## BRIEF
The answer must consist of every line in the records below that contains the string "IntoIterator".
==== DATA SHOWN ====
use std::collections::HashSet;
use std::io;
use std::path::{Path, PathBuf};
use std::sync::Arc;
use std::time::Instant;

use fileshipper::errors::{Result, ShipperError};
use fileshipper::fs::FileSystem;
use fileshipper::transport::{FileSink, MessageIdCounter, SendOutcome};

/// A [`FileSink`] that records every path it is asked to ship.
///
/// With a filesystem attached, shipped files are deleted like a real
/// delivery would, and a missing file fails with `LocalRead` like an open
/// would. Paths marked unreadable always fail with `LocalRead`.
#[derive(Debug, Default)]
pub struct RecordingSink {
    pub shipped: Vec<PathBuf>,
    pub shipped_at: Vec<Instant>,
    unreadable: HashSet<PathBuf>,
    fs: Option<Arc<dyn FileSystem>>,
    ids: MessageIdCounter,
}

impl RecordingSink {
    pub fn new() -> Self {
        Self::default()
    }

    pub fn deleting_from(fs: Arc<dyn FileSystem>) -> Self {
        Self {
            fs: Some(fs),
            ..Self::default()
        }
    }

    pub fn with_unreadable(mut self, path: impl Into<PathBuf>) -> Self {
        self.unreadable.insert(path.into());
        self
    }

    /// Shipped paths relative to `root`, as strings.
    pub fn shipped_relative(&self, root: &Path) -> Vec<String> {
        self.shipped
            .iter()
            .map(|p| {
                p.strip_prefix(root)
                    .unwrap_or(p)
                    .to_string_lossy()
                    .into_owned()
            })
            .collect()
    }
}

impl FileSink for RecordingSink {
    fn ship(&mut self, path: &Path) -> Result<SendOutcome> {
        self.shipped.push(path.to_path_buf());
        self.shipped_at.push(Instant::now());

        if self.unreadable.contains(path) {
            return Err(ShipperError::LocalRead {
                path: path.to_path_buf(),
                source: io::Error::new(io::ErrorKind::PermissionDenied, "unreadable"),
            });
        }
        if let Some(fs) = &self.fs {
            fs.remove_file(path).map_err(|source| ShipperError::LocalRead {
                path: path.to_path_buf(),
                source,
            })?;
        }

        let id = self.ids.current();
        self.ids.advance();
        Ok(SendOutcome::Delivered { id })
    }
}
use std::collections::VecDeque;
use std::io::{self, Read, Write};
use std::sync::atomic::{AtomicUsize, Ordering};
use std::sync::{Arc, Mutex};

use fileshipper::transport::{Connector, Link};

/// Behaviour of one established in-memory connection.
#[derive(Debug, Clone, Default)]
pub struct LinkScript {
    /// Fail writes with `BrokenPipe` once this many bytes have been written.
    pub fail_after_bytes: Option<usize>,
    /// Confirmation ids to answer with, one per file. When exhausted, the id
    /// of the frame just written is echoed.
    pub confirmations: VecDeque<u32>,
    /// Answer every read with end-of-stream.
    pub hang_up: bool,
}

impl LinkScript {
    pub fn echo() -> Self {
        Self::default()
    }

    pub fn failing_after(bytes: usize) -> Self {
        Self {
            fail_after_bytes: Some(bytes),
            ..Self::default()
        }
    }

    pub fn confirming(ids: impl IntoIterator<Item = u32>) -> Self {
        Self {
            confirmations: ids.into_iter().collect(),
            ..Self::default()
        }
    }

    pub fn hanging_up() -> Self {
        Self {
            hang_up: true,
            ..Self::default()
        }
    }
}

/// Outcome of one connection attempt.
#[derive(Debug, Clone)]
pub enum ConnectPlan {
    Refuse,
    Accept(LinkScript),
}

/// [`Connector`] that hands out in-memory links according to a plan.
///
/// Once the plan is exhausted every attempt gets `fallback`. All bytes
/// written on each link are kept for inspection.
#[derive(Debug, Clone)]
pub struct MemoryConnector {
    plans: Arc<Mutex<VecDeque<ConnectPlan>>>,
    fallback: ConnectPlan,
    attempts: Arc<AtomicUsize>,
    transcripts: Arc<Mutex<Vec<Arc<Mutex<Vec<u8>>>>>>,
}

impl MemoryConnector {
    pub fn new(plans: impl IntoIterator<Item = ConnectPlan>, fallback: ConnectPlan) -> Self {
        Self {
            plans: Arc::new(Mutex::new(plans.into_iter().collect())),
            fallback,
            attempts: Arc::new(AtomicUsize::new(0)),
            transcripts: Arc::new(Mutex::new(Vec::new())),
        }
    }

    /// Every connection accepted, echoing confirmations.
    pub fn echoing() -> Self {
        Self::new([], ConnectPlan::Accept(LinkScript::echo()))
    }

    /// Every connection refused.
    pub fn refusing() -> Self {
        Self::new([], ConnectPlan::Refuse)
    }

    pub fn attempts(&self) -> usize {
        self.attempts.load(Ordering::SeqCst)
    }

    /// Bytes written on each accepted link, in connection order.
    pub fn transcripts(&self) -> Vec<Vec<u8>> {
        self.transcripts
            .lock()
            .unwrap()
            .iter()
            .map(|t| t.lock().unwrap().clone())
            .collect()
    }
}

impl Connector for MemoryConnector {
    fn connect(&self) -> io::Result<Box<dyn Link>> {
        self.attempts.fetch_add(1, Ordering::SeqCst);
        let plan = self
            .plans
            .lock()
            .unwrap()
            .pop_front()
            .unwrap_or_else(|| self.fallback.clone());

        match plan {
            ConnectPlan::Refuse => Err(io::Error::new(
                io::ErrorKind::ConnectionRefused,
                "connection refused",
            )),
            ConnectPlan::Accept(script) => {
                let written = Arc::new(Mutex::new(Vec::new()));
                self.transcripts.lock().unwrap().push(Arc::clone(&written));
                Ok(Box::new(MemoryLink {
                    script,
                    written,
                    frame_start: 0,
                    reply: VecDeque::new(),
                }))
            }
        }
    }
}

struct MemoryLink {
    script: LinkScript,
    written: Arc<Mutex<Vec<u8>>>,
    /// Offset in `written` where the current, unconfirmed frame begins.
    frame_start: usize,
    reply: VecDeque<u8>,
}

impl Write for MemoryLink {
    fn write(&mut self, buf: &[u8]) -> io::Result<usize> {
        let mut written = self.written.lock().unwrap();
        let room = match self.script.fail_after_bytes {
            Some(limit) => limit.saturating_sub(written.len()),
            None => usize::MAX,
        };
        if room == 0 && !buf.is_empty() {
            return Err(io::Error::new(io::ErrorKind::BrokenPipe, "broken pipe"));
        }
        let n = buf.len().min(room);
        written.extend_from_slice(&buf[..n]);
        Ok(n)
    }

    fn flush(&mut self) -> io::Result<()> {
        Ok(())
    }
}

impl Read for MemoryLink {
    fn read(&mut self, buf: &mut [u8]) -> io::Result<usize> {
        if self.script.hang_up {
            return Ok(0);
        }
        if self.reply.is_empty() {
            let written = self.written.lock().unwrap();
            let frame = &written[self.frame_start..];
            if frame.len() < 4 {
                return Ok(0);
            }
            let id = self
                .script
                .confirmations
                .pop_front()
                .unwrap_or_else(|| u32::from_le_bytes([frame[0], frame[1], frame[2], frame[3]]));
            self.reply.extend(id.to_le_bytes());
            self.frame_start = written.len();
        }

        let n = buf.len().min(self.reply.len());
        for (slot, byte) in buf.iter_mut().zip(self.reply.drain(..n)) {
            *slot = byte;
        }
        Ok(n)
    }
}

impl Link for MemoryLink {
    fn close(&mut self) -> io::Result<()> {
        Ok(())
    }
}
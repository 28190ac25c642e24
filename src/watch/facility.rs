// src/watch/facility.rs

//! Interface to the filesystem change-notification facility.

use std::ffi::OsString;
use std::fmt;
use std::path::Path;
use std::time::Duration;

use crate::errors::Result;

/// Opaque identifier of one installed directory watch.
///
/// Handles are never reused by a facility, so an event carrying the handle
/// of a watch that was removed cannot be mistaken for a newer one.
#[derive(Debug, Clone, Copy, PartialEq, Eq, Hash, PartialOrd, Ord)]
pub struct WatchHandle(pub u64);

impl fmt::Display for WatchHandle {
    fn fmt(&self, f: &mut fmt::Formatter<'_>) -> fmt::Result {
        write!(f, "wd{}", self.0)
    }
}

#[derive(Debug, Clone, Copy, PartialEq, Eq)]
pub enum WatchEventKind {
    /// A subdirectory was created in the watched directory.
    DirectoryCreated,
    /// A file in the watched directory was closed after being written.
    FileClosed,
}

/// One notification, relative to the directory its watch was installed on.
#[derive(Debug, Clone, PartialEq, Eq)]
pub struct WatchEvent {
    pub handle: WatchHandle,
    pub kind: WatchEventKind,
    pub name: OsString,
}

impl WatchEvent {
    pub fn directory_created(handle: WatchHandle, name: impl Into<OsString>) -> Self {
        Self {
            handle,
            kind: WatchEventKind::DirectoryCreated,
            name: name.into(),
        }
    }

    pub fn file_closed(handle: WatchHandle, name: impl Into<OsString>) -> Self {
        Self {
            handle,
            kind: WatchEventKind::FileClosed,
            name: name.into(),
        }
    }
}

/// A source of create / close-write notifications for individual
/// (non-recursive) directories.
pub trait WatchFacility {
    fn add_watch(&mut self, dir: &Path) -> Result<WatchHandle>;
    fn remove_watch(&mut self, handle: WatchHandle) -> Result<()>;

    /// Block until the next event arrives or `timeout` expires.
    ///
    /// `Ok(None)` means the timeout expired with nothing to report.
    fn next_event(&mut self, timeout: Duration) -> Result<Option<WatchEvent>>;
}
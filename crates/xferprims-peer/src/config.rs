use std::time::Duration;

use xferprims_copy::StrategyKind;
use xferprims_transport::Connection;

use crate::error::Result;

/// Per-transfer behavior shared by the server and the fetch client.
#[derive(Debug, Clone, Default, PartialEq, Eq)]
pub struct TransferConfig {
    /// Payload copy strategy. Only the sending side uses it.
    pub strategy: StrategyKind,
    /// Deadline for each blocking read on the connection.
    pub read_timeout: Option<Duration>,
    /// Deadline for each blocking write on the connection.
    pub write_timeout: Option<Duration>,
}

impl TransferConfig {
    pub fn with_strategy(mut self, strategy: StrategyKind) -> Self {
        self.strategy = strategy;
        self
    }

    pub fn with_read_timeout(mut self, timeout: Duration) -> Self {
        self.read_timeout = Some(timeout);
        self
    }

    pub fn with_write_timeout(mut self, timeout: Duration) -> Self {
        self.write_timeout = Some(timeout);
        self
    }

    /// Install the configured deadlines on a connection.
    pub fn apply(&self, conn: &Connection) -> Result<()> {
        conn.set_read_timeout(self.read_timeout)?;
        conn.set_write_timeout(self.write_timeout)?;
        Ok(())
    }
}

/// Options for [`fetch`](crate::fetch).
#[derive(Debug, Clone, Default)]
pub struct FetchOptions {
    pub config: TransferConfig,
    /// Bound on establishing the connection. `None` uses the OS default.
    pub connect_timeout: Option<Duration>,
    /// Receive into `<dest>.part` and rename over `dest` only on success.
    pub atomic: bool,
}

#[cfg(test)]
mod tests {
    use super::*;

    #[test]
    fn default_has_no_deadlines() {
        let config = TransferConfig::default();
        assert_eq!(config.strategy, StrategyKind::Auto);
        assert!(config.read_timeout.is_none());
        assert!(config.write_timeout.is_none());
    }

    #[test]
    #[cfg(unix)]
    fn apply_sets_socket_deadlines() {
        let (left, _right) = Connection::pair().expect("pair should be creatable");
        let config = TransferConfig::default()
            .with_read_timeout(Duration::from_millis(250))
            .with_write_timeout(Duration::from_secs(2));

        config.apply(&left).expect("apply should succeed");
    }

    #[test]
    #[cfg(unix)]
    fn zero_timeout_is_rejected() {
        let (left, _right) = Connection::pair().expect("pair should be creatable");
        let config = TransferConfig::default().with_read_timeout(Duration::ZERO);

        assert!(config.apply(&left).is_err());
    }
}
====
## OUTPUT BELOW
    pub fn confirming(ids: impl IntoIterator<Item = u32>) -> Self {
    pub fn new(plans: impl IntoIterator<Item = ConnectPlan>, fallback: ConnectPlan) -> Self {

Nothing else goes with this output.